Tools for flashcards, audio files, and word lists for language learning.
Project description
Summary
This package has functionality for maintaining and managing language learning flashcards and associated audio files. The audio syntax generated is compatible with that used by Anki, a commonly used flashcard software available on computers and smart phones. A git repository for this package is located on github, with additional documentation in the wiki of the repository.
The primary objective of sharing this package and documentation is to aid users who ask the question “How can I use spaced-repetition flashcard software to learn a foreign language?” We present suggestions with example code for the case of an English native-speaker studying German, but the code is designed for use with arbitrary languages (although users might need to write their own functions that can be input to the package functions to parse their input).

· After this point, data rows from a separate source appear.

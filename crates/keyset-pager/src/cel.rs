//! CEL frontend (C3): parse a filter expression string to [`Expr`], collect
//! identifiers, and validate them against a safelist.
//!
//! The parser itself lives behind the `with-cel-parser` feature so that a
//! caller who only needs C1/C2/C4/C5 (or who builds the AST some other
//! way) is not forced to pull in a CEL grammar. This mirrors the
//! feature-gated frontend pattern used elsewhere for optional parser
//! dependencies: the conversion from the third-party parse tree into this
//! crate's own `ast::Expr` lives in one small, clearly bounded module so
//! that any shape drift in the upstream crate is isolated here.

use std::collections::BTreeSet;

use crate::ast::Expr;
use crate::error::{Error, Result};

/// Parses `source` as a CEL fragment.
///
/// # Errors
/// Returns [`Error::Parse`] if `source` is empty/blank or fails to parse as
/// CEL, and [`Error::ParsingUnavailable`] if built without `with-cel-parser`.
#[cfg(feature = "with-cel-parser")]
pub fn parse(source: &str) -> Result<Expr> {
    if source.trim().is_empty() {
        return Err(Error::Parse("filter expression is empty".to_owned()));
    }
    tracing::trace!(len = source.len(), "parsing CEL filter expression");
    let parsed = cel_parser::parse(source)
        .map_err(|e| Error::Parse(format!("{source:?}: {e}")))?;
    convert::to_ast(&parsed)
}

#[cfg(not(feature = "with-cel-parser"))]
pub fn parse(_source: &str) -> Result<Expr> {
    Err(Error::ParsingUnavailable)
}

/// Collects every identifier used as a field reference (receivers of a
/// method call count; the method name never does).
#[must_use]
pub fn extract_identifiers(ast: &Expr) -> BTreeSet<String> {
    ast.identifiers()
}

/// Fails with [`Error::Validation`] if `ast` references any identifier
/// outside `allowed`.
///
/// # Errors
/// Returns [`Error::Validation`] naming every disallowed identifier found.
pub fn validate_fields(ast: &Expr, allowed: &[&str]) -> Result<()> {
    let used = extract_identifiers(ast);
    let disallowed: Vec<String> = used
        .into_iter()
        .filter(|name| !allowed.contains(&name.as_str()))
        .collect();
    if disallowed.is_empty() {
        Ok(())
    } else {
        Err(Error::Validation(disallowed))
    }
}

#[cfg(feature = "with-cel-parser")]
mod convert {
    use bigdecimal::BigDecimal;
    use cel_parser::{Atom, Expression, Member, RelationOp};

    use crate::ast::{CompareOperator, Expr, StringMethod, Value};
    use crate::error::{Error, Result};

    pub(super) fn to_ast(expr: &Expression) -> Result<Expr> {
        match expr {
            Expression::And(lhs, rhs) => Ok(flatten_and(to_ast(lhs)?, to_ast(rhs)?)),
            Expression::Or(lhs, rhs) => Ok(flatten_or(to_ast(lhs)?, to_ast(rhs)?)),
            Expression::Unary(cel_parser::UnaryOp::Not, inner) => to_not(to_ast(inner)?),
            Expression::Unary(_, inner) => to_ast(inner),
            Expression::Relation(lhs, RelationOp::In, rhs) => {
                let left = to_ast(lhs)?;
                let items = match &**rhs {
                    Expression::List(items) => items
                        .iter()
                        .map(to_ast)
                        .collect::<Result<Vec<_>>>()?,
                    _ => {
                        return Err(Error::Lowering(
                            "'in' requires a list literal on the right".to_owned(),
                        ));
                    }
                };
                Ok(Expr::In(Box::new(left), items))
            }
            Expression::Relation(lhs, op, rhs) => {
                let op = match op {
                    RelationOp::Equals => CompareOperator::Eq,
                    RelationOp::NotEquals => CompareOperator::Ne,
                    RelationOp::LessThan => CompareOperator::Lt,
                    RelationOp::LessThanEq => CompareOperator::Le,
                    RelationOp::GreaterThan => CompareOperator::Gt,
                    RelationOp::GreaterThanEq => CompareOperator::Ge,
                    RelationOp::In => unreachable!("handled above"),
                };
                Ok(Expr::Compare(Box::new(to_ast(lhs)?), op, Box::new(to_ast(rhs)?)))
            }
            Expression::Member(receiver, member) => to_member(receiver, member),
            Expression::Ident(name) => Ok(Expr::Identifier(name.as_str().to_owned())),
            Expression::Atom(atom) => Ok(Expr::Value(to_value(atom)?)),
            Expression::List(_) => Err(Error::Lowering(
                "a bare list literal is not a valid filter expression".to_owned(),
            )),
            Expression::Arithmetic(..) | Expression::Ternary(..) | Expression::Map(_) => {
                Err(Error::Lowering(
                    "arithmetic, ternary, and map expressions are not supported".to_owned(),
                ))
            }
            Expression::FunctionCall(function, this, args) => to_call(function, this, args),
        }
    }

    fn to_member(receiver: &Expression, member: &Member) -> Result<Expr> {
        let _ = receiver;
        match member {
            Member::Attribute(name) => Err(Error::Lowering(format!(
                "unsupported member access: {name}"
            ))),
            Member::FunctionCall(_) => Err(Error::Lowering(
                "unsupported member-call shape".to_owned(),
            )),
            Member::Index(_) => Err(Error::Lowering("index access is not supported".to_owned())),
            Member::Fields(_) => {
                Err(Error::Lowering("struct literals are not supported".to_owned()))
            }
        }
    }

    /// `receiver.method(arg)` parses as `FunctionCall(Ident(method),
    /// Some(receiver), [arg])`; a bare function call (no receiver) is not a
    /// valid filter construct in this safelisted dialect.
    fn to_call(
        function: &Expression,
        this: &Option<Box<Expression>>,
        args: &[Expression],
    ) -> Result<Expr> {
        let Expression::Ident(name) = function else {
            return Err(Error::Lowering(
                "function call target must be a plain method name".to_owned(),
            ));
        };
        let Some(receiver) = this else {
            return Err(Error::Lowering(format!(
                "bare function calls are not supported: {name}"
            )));
        };
        let Some(method) = StringMethod::from_name(name.as_str()) else {
            return Err(Error::Lowering(format!("unsupported method: {name}")));
        };
        let [arg] = args else {
            return Err(Error::Lowering(format!(
                "{name} takes exactly one argument, got {}",
                args.len()
            )));
        };
        Ok(Expr::Method(
            Box::new(to_ast(receiver)?),
            method,
            Box::new(to_ast(arg)?),
        ))
    }

    fn to_not(inner: Expr) -> Result<Expr> {
        if let Expr::Compare(left, op, right) = inner {
            Ok(Expr::Compare(left, op.inverse(), right))
        } else {
            Ok(Expr::Not(Box::new(inner)))
        }
    }

    fn flatten_and(lhs: Expr, rhs: Expr) -> Expr {
        let mut children = Vec::new();
        push_flat(&mut children, lhs, |e| matches!(e, Expr::And(_)));
        push_flat(&mut children, rhs, |e| matches!(e, Expr::And(_)));
        Expr::And(children)
    }

    fn flatten_or(lhs: Expr, rhs: Expr) -> Expr {
        let mut children = Vec::new();
        push_flat(&mut children, lhs, |e| matches!(e, Expr::Or(_)));
        push_flat(&mut children, rhs, |e| matches!(e, Expr::Or(_)));
        Expr::Or(children)
    }

    fn push_flat(out: &mut Vec<Expr>, expr: Expr, is_same: impl Fn(&Expr) -> bool) {
        if is_same(&expr) {
            match expr {
                Expr::And(children) | Expr::Or(children) => out.extend(children),
                other => out.push(other),
            }
        } else {
            out.push(expr);
        }
    }

    fn to_value(atom: &Atom) -> Result<Value> {
        match atom {
            Atom::Int(i) => Ok(Value::Number(BigDecimal::from(*i))),
            Atom::UInt(u) => Ok(Value::Number(BigDecimal::from(*u))),
            Atom::Float(f) => BigDecimal::try_from(*f)
                .map(Value::Number)
                .map_err(|e| Error::Parse(format!("invalid floating literal: {e}"))),
            Atom::String(s) => Ok(Value::String(s.as_str().to_owned())),
            Atom::Bool(b) => Ok(Value::Bool(*b)),
            Atom::Bytes(_) | Atom::Null => {
                Err(Error::Lowering("byte literals and null are not supported".to_owned()))
            }
        }
    }
}

#[cfg(all(test, feature = "with-cel-parser"))]
mod tests {
    use super::*;
    use crate::ast::{CompareOperator, Value};

    #[test]
    fn extracts_receiver_but_not_method_name() {
        let ast = Expr::Method(
            Box::new(Expr::Identifier("name".to_owned())),
            crate::ast::StringMethod::Contains,
            Box::new(Expr::Value(Value::String("x".to_owned()))),
        );
        let ids = extract_identifiers(&ast);
        assert!(ids.contains("name"));
        assert_eq!(ids.len(), 1);
    }

    #[test]
    fn validate_fields_rejects_unknown_identifier() {
        let ast = Expr::Compare(
            Box::new(Expr::Identifier("secret".to_owned())),
            CompareOperator::Eq,
            Box::new(Expr::Value(Value::Bool(true))),
        );
        let err = validate_fields(&ast, &["price"]).unwrap_err();
        assert!(matches!(err, Error::Validation(names) if names == vec!["secret".to_owned()]));
    }

    #[test]
    fn validate_fields_accepts_safelisted_identifier() {
        let ast = Expr::Compare(
            Box::new(Expr::Identifier("price".to_owned())),
            CompareOperator::Gt,
            Box::new(Expr::Value(Value::Bool(true))),
        );
        assert!(validate_fields(&ast, &["price"]).is_ok());
    }
}

#[cfg(all(test, not(feature = "with-cel-parser")))]
mod disabled_tests {
    use super::*;

    #[test]
    fn parse_is_unavailable_without_the_feature() {
        assert!(matches!(parse("a == 1"), Err(Error::ParsingUnavailable)));
    }
}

This package does not contain pre-made flashcard decks for studying a language. Making flashcard decks from scratch can be a tedious task, and, in our opinion, this is not always useful for learning. Therefore, we do not discourage users from using pre-made decks if they find some suitable for their language. However, this code might still be useful for such users if they want to build a deck to manage or supplement their pre-made deck (for example, to learn vocabulary for their particular profession). This documentation may also be useful for users who have started with a pre-made deck that they now feel could be improved, as it provides concrete suggestions and code for such improvements.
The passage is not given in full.